I guess that there may be a good model for the following purpose. I have around 140 scanned PDFs with paper questionnaires. People have checked certain boxes or values on a likert scale. There is only one text box. I will scan these papers, but I asked myself if there maybe a model here that can be used out of the box to evaluate those scans. As I only have these 140 questionnaires, there is not enough data for a model training, I guess. Is there something so sophisticated to be used already?
No, there might be, but it’s more likely that I just don’t know about it.
Also, if you don’t mind using images instead of PDFs, it would be much easier. If you use a general-purpose VLM of a certain size, you can ask questions with text attached to the images, and they will answer. I think it’s possible with 8B or less. The larger the size, the higher the accuracy, but the operating environment becomes more demanding.

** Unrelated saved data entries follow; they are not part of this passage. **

//! The contract between a session and the engine it hosts.

use std::ffi::c_void;
use std::path::PathBuf;
use std::ptr;
use std::sync::Arc;

use crate::audio::AudioDeviceSession;
use crate::config::{GameType, ScalingOption, SessionConfigRef};
use crate::error::Result;
use crate::events::{GameEvent, GameOption, InputEvent, ShaderKind};
use crate::graphics::GraphicsContextSession;
use crate::handoff::{SurfaceEvent, SurfaceHandoff};
use crate::platform::{AudioPlatform, DisplayPlatform, RawGraphicsHandles};
use crate::scorer::ConfigurationCandidate;

/// Fire-and-forget commands into the engine.
///
/// Unlike [`Engine`] itself, these are called from the UI thread while the
/// engine's entry point is running on the worker thread, so implementations
/// must be safe to call from any thread.
pub trait EngineControl: Send + Sync {
    /// Pauses the engine and all of its native threads
    fn set_pause(&self, paused: bool);
    fn set_touchpad_mode(&self, enabled: bool);
    fn enable_zoning(&self, enabled: bool);
    fn save_game(&self, slot: i32, force: bool);
    fn load_game(&self, slot: i32);
    fn check_load_conditions(&self) -> bool;
    fn set_auto_load_slot(&self, slot: i32);
    fn push_event(&self, event: InputEvent);
    fn game_event(&self, event: GameEvent);
    /// Hands over an encoded image the engine refers to by `name`
    fn add_bitmap_resource(&self, name: &str, bitmap: &[u8]);
    fn add_shader_source(&self, kind: ShaderKind, source: &[u8]);
}

/// Requests the engine makes of its host (usually the UI layer).
///
/// These are invoked on the engine worker thread; implementations that need
/// to touch UI state must redispatch to their own thread.
pub trait EngineHost: Send + Sync {
    /// Horizontal and vertical display density
    fn dpi(&self) -> (f32, f32);

    /// Shows a transient on-screen message
    fn display_message(&self, message: &str);

    fn set_window_caption(&self, caption: &str);

    fn plugin_directories(&self) -> Vec<PathBuf>;

    fn show_virtual_keyboard(&self, visible: bool);

    fn on_game_option(&self, _option: GameOption) {}

    fn on_game_display_started(&self) {}

    fn on_game_event(&self, _event: GameEvent) {}

    fn sys_archives(&self) -> Vec<PathBuf> {
        Vec::new()
    }
}

/// The engine hosted by a session.
///
/// All methods run on the session's worker thread. `create` is called once
/// the first surface is bound, `run` is the engine's main loop and only
/// returns when the game ends, and `destroy` follows before any device is
/// released.
pub trait Engine<D: DisplayPlatform, A: AudioPlatform>: Send + 'static {
    fn control(&self) -> Arc<dyn EngineControl>;

    fn create(&mut self, _ctx: &mut EngineContext<'_, D, A>) {}

    fn run(&mut self, ctx: &mut EngineContext<'_, D, A>) -> i32;

    fn destroy(&mut self) {}
}

/// A surface change, after it has been applied to the graphics session
#[derive(Debug, Clone, Copy, PartialEq, Eq)]
pub enum SurfaceChange {
    /// A new or resized surface is bound and current
    Resized { width: u32, height: u32 },
    /// The surface is gone; nothing is current until the next `Resized`
    Lost,
}

/// Forwards engine requests to the host, recording shader test outcomes in
/// the session configuration on the way.
pub(crate) struct HostBridge {
    host: Arc<dyn EngineHost>,
    config: SessionConfigRef,
}

impl HostBridge {
    pub(crate) fn new(host: Arc<dyn EngineHost>, config: SessionConfigRef) -> Self {
        Self { host, config }
    }
}

impl EngineHost for HostBridge {
    fn dpi(&self) -> (f32, f32) {
        self.host.dpi()
    }

    fn display_message(&self, message: &str) {
        log::info!("OSD: {message}");
        self.host.display_message(message)
    }

    fn set_window_caption(&self, caption: &str) {
        self.host.set_window_caption(caption)
    }

    fn plugin_directories(&self) -> Vec<PathBuf> {
        self.host.plugin_directories()
    }

    fn show_virtual_keyboard(&self, visible: bool) {
        self.host.show_virtual_keyboard(visible)
    }

    fn on_game_option(&self, option: GameOption) {
        self.host.on_game_option(option)
    }

    fn on_game_display_started(&self) {
        self.host.on_game_display_started()
    }

    fn on_game_event(&self, event: GameEvent) {
        log::debug!("Game event from engine: {event:?}");
        self.config.apply_game_event(event);
        self.host.on_game_event(event)
    }

    fn sys_archives(&self) -> Vec<PathBuf> {
        self.host.sys_archives()
    }
}

/// What an engine gets to work with for the duration of a run
pub struct EngineContext<'a, D: DisplayPlatform, A: AudioPlatform> {
    pub(crate) graphics: &'a mut GraphicsContextSession<D>,
    pub(crate) audio: &'a AudioDeviceSession<A>,
    pub(crate) handoff: &'a SurfaceHandoff<D::Window>,
    pub(crate) host: Arc<HostBridge>,
    pub(crate) scaling_option: ScalingOption,
    pub(crate) game_type: GameType,
    pub(crate) args: &'a [String],
    pub(crate) surface_size: (u32, u32),
}

impl<'a, D: DisplayPlatform, A: AudioPlatform> EngineContext<'a, D, A> {
    pub fn audio_device(&self) -> Option<&A::Device> {
        self.audio.device()
    }

    pub fn sample_rate(&self) -> u32 {
        self.audio.sample_rate()
    }

    pub fn buffer_size(&self) -> u32 {
        self.audio.buffer_size()
    }

    pub fn display(&self) -> Option<&D::Display> {
        self.graphics.display()
    }

    pub fn context(&self) -> Option<&D::Context> {
        self.graphics.context()
    }

    pub fn config(&self) -> Option<&D::Config> {
        self.graphics.config()
    }

    pub fn chosen_candidate(&self) -> Option<&ConfigurationCandidate> {
        self.graphics.chosen_candidate()
    }

    /// The display, config and context as native pointers
    pub fn raw_graphics_handles(&self) -> RawGraphicsHandles {
        match (self.graphics.display(), self.graphics.config(), self.graphics.context()) {
            (Some(display), Some(config), Some(context)) => self
                .graphics
                .platform()
                .raw_handles(display, config, context),
            _ => RawGraphicsHandles::default(),
        }
    }

    pub fn raw_audio_device(&self) -> *mut c_void {
        self.audio
            .device()
            .map_or(ptr::null_mut(), |device| self.audio.platform().raw_device(device))
    }

    pub fn is_surface_bound(&self) -> bool {
        self.graphics.is_surface_bound()
    }

    /// Size of the bound surface, `(0, 0)` while there is none
    pub fn surface_size(&self) -> (u32, u32) {
        self.surface_size
    }

    pub fn scaling_option(&self) -> ScalingOption {
        self.scaling_option
    }

    pub fn game_type(&self) -> GameType {
        self.game_type
    }

    pub fn args(&self) -> &[String] {
        self.args
    }

    pub fn host(&self) -> &dyn EngineHost {
        &*self.host
    }

    /// An owned handle on the host, for engines that need to call back from
    /// outside a borrow of this context
    pub fn host_handle(&self) -> Arc<dyn EngineHost> {
        self.host.clone()
    }

    /// Applies the latest surface change published by the UI thread, if
    /// there is one, then reports it through `callback`.
    ///
    /// Must be polled regularly by the engine's main loop. Changes published
    /// while the session was restarting never get here; anything queued
    /// before that is still applied. An error means a new surface couldn't
    /// be bound, which is fatal to the run.
    pub fn poll_surface_events<F>(&mut self, mut callback: F) -> Result<()>
    where
        F: FnMut(SurfaceChange),
    {
        let event = match self.handoff.take_pending() {
            Some(event) => event,
            None => return Ok(()),
        };
        match event {
            SurfaceEvent::Changed {
                window,
                width,
                height,
            } => {
                log::debug!("Binding changed surface: {width}x{height}");
                self.graphics.unbind_surface();
                self.surface_size = (0, 0);
                self.graphics.bind_surface(&window)?;
                self.surface_size = (width, height);
                callback(SurfaceChange::Resized { width, height });
            }
            SurfaceEvent::Destroyed => {
                log::debug!("Unbinding destroyed surface");
                self.graphics.unbind_surface();
                self.surface_size = (0, 0);
                callback(SurfaceChange::Lost);
            }
        }
        Ok(())
    }
}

I can’t post a link, so try searching for “VL” in Spaces…
Hello everyone
A few days have passed and I have tried several of the models from the VL leaderboard that I found via spaces. However, I got none of them to work. Perhaps because I only have a laptop with a CPU. Do you know a good VQA model, as supposed here with 8B or so, that could also be run on a laptop for inference?
Best regards
Martin
You’ll need about 20GB of RAM to use the 8B model. Ideally, you’d want VRAM, but that’s not usually available on laptops.
You might be able to get by with 2B or 3B, but it’s pretty slow on a CPU.
You can use the Serverless Inference API for free up to 1000 times a day, so why not give it a try?